Raw Power [with The Stooges]

Iggy Pop:
Raw Power [with The Stooges]

[Columbia; 1973]
Rating: 10.0
A couple years ago, I bought Raw Power on CD. I'd heard all the hype about what a great record this was, but you could have fooled me. Everything was too muddy and buried in echoes. I dig lo-fi music, but this shit just didn't do it for me. I barely touched the CD after a few spins.

Enter Iggy's remix of Raw Power. Within 24 hours of getting this disc, I listened to it more times than the disc I got two years ago. Now I get it. This album is a wet dream stapled to an aluminum disc, a treasure trove of pure, unadulterated rock and roll with the amps cranked to 11 and testosterone in overdrive. Instead of David Bowie's murky mix (which Stooges purists have told me was blasphemed even more on the original CD version), we get a cleaner, brighter version that also has to be one of the loudest mixes I've heard in some time.

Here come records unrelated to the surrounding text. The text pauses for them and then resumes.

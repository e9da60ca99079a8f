//! End-to-end tests for the live sequence: sorting, filtering, dirty
//! marking, and incremental restore working together, plus a fuzzing
//! pass that checks the reported move events actually let an observer
//! mirror the sequence.

use proptest::prelude::*;
use proptest::test_runner::Config;

use liveseq::{DirtyKind, LiveList, MoveEvent};

// =============================================================================
// Helpers
// =============================================================================

fn contents(list: &LiveList<i32>) -> Vec<i32> {
    return list.iter().copied().collect();
}

fn ascending() -> LiveList<i32> {
    return LiveList::new(|a: &i32, b: &i32| a.cmp(b));
}

/// Replay move events against a mirror the way an observer would.
fn apply_moves(mirror: &mut Vec<i32>, moves: &[MoveEvent]) {
    for m in moves {
        let v = mirror.remove(m.old_index);
        mirror.insert(m.new_index, v);
    }
}

// =============================================================================
// Scenario Tests
// =============================================================================

#[test]
fn one_mutation_one_move() {
    let mut list = ascending();
    for x in [5, 3, 8, 1, 9] {
        list.add(x);
    }
    assert_eq!(contents(&list), vec![1, 3, 5, 8, 9]);

    let id = list.id_at(2).unwrap();
    *list.item_mut(id).unwrap() = 0;
    list.mark_dirty(id, DirtyKind::Sort).unwrap();

    let moves = list.drain_and_restore();
    assert_eq!(
        moves,
        vec![MoveEvent {
            old_index: 2,
            new_index: 0
        }]
    );
    assert_eq!(contents(&list), vec![0, 1, 3, 8, 9]);
    assert!(list.verify());
}

#[test]
fn filter_sort_and_group_in_one_pass() {
    let mut list = ascending();
    list.set_filter(Some(|x: &i32| *x < 100));
    let ids: Vec<_> = [10, 20, 30, 40, 50].iter().map(|&x| list.add(x)).collect();
    assert_eq!(contents(&list), vec![10, 20, 30, 40, 50]);

    // One element leaves, one re-sorts, one regroups.
    *list.item_mut(ids[1]).unwrap() = 200;
    list.mark_dirty(ids[1], DirtyKind::Filter).unwrap();
    *list.item_mut(ids[4]).unwrap() = 15;
    list.mark_dirty(ids[4], DirtyKind::Sort).unwrap();
    list.mark_dirty(ids[2], DirtyKind::Group).unwrap();

    let report = list.drain_and_restore_report();
    assert_eq!(report.removed, vec![1]);
    assert_eq!(
        report.moves,
        vec![MoveEvent {
            old_index: 3,
            new_index: 1
        }]
    );
    assert_eq!(report.regrouped, vec![ids[2]]);
    assert!(report.inserted.is_empty());
    assert_eq!(contents(&list), vec![10, 15, 30, 40]);
    assert_eq!(list.hidden_len(), 1);
    assert!(list.verify());

    // The excluded element comes back once its value passes again.
    *list.item_mut(ids[1]).unwrap() = 25;
    list.mark_dirty(ids[1], DirtyKind::Filter).unwrap();
    let report = list.drain_and_restore_report();
    assert_eq!(report.inserted, vec![2]);
    assert_eq!(contents(&list), vec![10, 15, 25, 30, 40]);
    assert!(list.verify());
}

#[test]
fn sustained_churn_stays_consistent() {
    let mut list = ascending();
    let mut ids = Vec::new();
    // Interleave adds and removals across many blocks.
    for i in 0..1000i32 {
        ids.push(list.add((i * 37) % 500));
        if i % 3 == 2 {
            let victim = ids.swap_remove((i as usize * 7) % ids.len());
            list.remove_id(victim).unwrap();
        }
    }
    assert!(list.verify());

    // Mutate a spread of survivors and restore in one pass.
    for (k, &id) in ids.iter().enumerate() {
        if k % 5 == 0 {
            *list.item_mut(id).unwrap() = ((k as i32) * 13) % 500 - 250;
            list.mark_dirty(id, DirtyKind::Sort).unwrap();
        }
    }
    list.drain_and_restore();
    assert!(list.verify());

    let got = contents(&list);
    let mut want = got.clone();
    want.sort();
    assert_eq!(got, want);
}

#[test]
fn notifier_feeds_restores_across_threads() {
    let mut list = ascending();
    let ids: Vec<_> = (0..100).map(|i| list.add(i)).collect();
    let notifier = list.notifier();

    let handles: Vec<_> = (0..4)
        .map(|t| {
            let notifier = notifier.clone();
            let marked: Vec<_> = ids.iter().copied().skip(t).step_by(4).collect();
            return std::thread::spawn(move || {
                for id in marked {
                    assert!(notifier.mark(id, DirtyKind::Sort));
                }
            });
        })
        .collect();
    for h in handles {
        h.join().unwrap();
    }

    // No values changed, so the order settles back to where it started.
    // Which moves get reported depends on mark arrival order, but a
    // mirror replaying them must land on the same (unchanged) sequence.
    assert!(list.is_dirty());
    let mut mirror = contents(&list);
    let moves = list.drain_and_restore();
    apply_moves(&mut mirror, &moves);
    assert_eq!(contents(&list), (0..100).collect::<Vec<_>>());
    assert_eq!(mirror, contents(&list));
    assert!(!list.is_dirty());
    assert!(list.verify());
}

// =============================================================================
// Proptest Tests
// =============================================================================

proptest! {
    #![proptest_config(Config {
        cases: 64,
        max_shrink_iters: 2000,
        ..Config::default()
    })]

    /// Mutate a random subset of a random list, drain, and require that
    /// (a) the result is sorted, (b) replaying the reported moves on a
    /// pre-drain mirror reproduces the result exactly.
    #[test]
    fn fuzz_moves_mirror_the_restore(
        initial in prop::collection::vec(-1000i32..=1000, 1..300),
        updates in prop::collection::vec((0usize..300, -1000i32..=1000), 0..40),
    ) {
        let mut list = ascending();
        let mut ids = Vec::new();
        for &x in &initial {
            ids.push(list.add(x));
        }

        for (slot, value) in updates {
            let id = ids[slot % ids.len()];
            *list.item_mut(id).unwrap() = value;
            list.mark_dirty(id, DirtyKind::Sort).unwrap();
        }

        let mut mirror = contents(&list);
        let moves = list.drain_and_restore();
        apply_moves(&mut mirror, &moves);

        let got = contents(&list);
        let mut want = got.clone();
        want.sort();
        prop_assert_eq!(&got, &want);
        prop_assert_eq!(&got, &mirror);
        prop_assert!(list.verify());
    }

    /// Filter flips plus sort marks: membership and order both settle,
    /// and the multiset of items is preserved across the whole run.
    #[test]
    fn fuzz_filter_churn_preserves_items(
        initial in prop::collection::vec(-100i32..=100, 1..200),
        flips in prop::collection::vec((0usize..200, -100i32..=100), 0..30),
        threshold in -50i32..=50,
    ) {
        let mut list = ascending();
        let mut ids = Vec::new();
        for &x in &initial {
            ids.push(list.add(x));
        }
        list.set_filter(Some(move |x: &i32| *x <= threshold));
        prop_assert!(list.verify());

        let mut expected: Vec<i32> = initial.clone();
        for (slot, value) in flips {
            let at = slot % ids.len();
            let id = ids[at];
            *list.item_mut(id).unwrap() = value;
            expected[at] = value;
            list.mark_dirty(id, DirtyKind::Sort).unwrap();
            list.mark_dirty(id, DirtyKind::Filter).unwrap();
        }
        list.drain_and_restore();
        prop_assert!(list.verify());

        let mut visible: Vec<i32> = expected
            .iter()
            .copied()
            .filter(|x| *x <= threshold)
            .collect();
        visible.sort();
        prop_assert_eq!(contents(&list), visible);
        prop_assert_eq!(list.total_len(), expected.len());
    }
}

The music? Man, it rules! Not a single disappointing song on the whole album. Now I understand why Axl Rose wanted to be Iggy Pop so badly: because being Axl Rose really isn't all that cool. Axl copped his whole act from "Gimme Danger", one of the two "ballads" on Raw Power. Add to that balls-out rockers like the classic "Search and Destroy", "Shake Appeal", and "Your Pretty Face Is Going to Hell" and you've got a rock 'n' roll album that's every bit as essential as the Rolling Stones' Let It Bleed and the Beatles' Revolver. Hands down the reissue of the year, and if not, it's the only one I know of executive produced by Iron Maiden's Bruce Dickinson.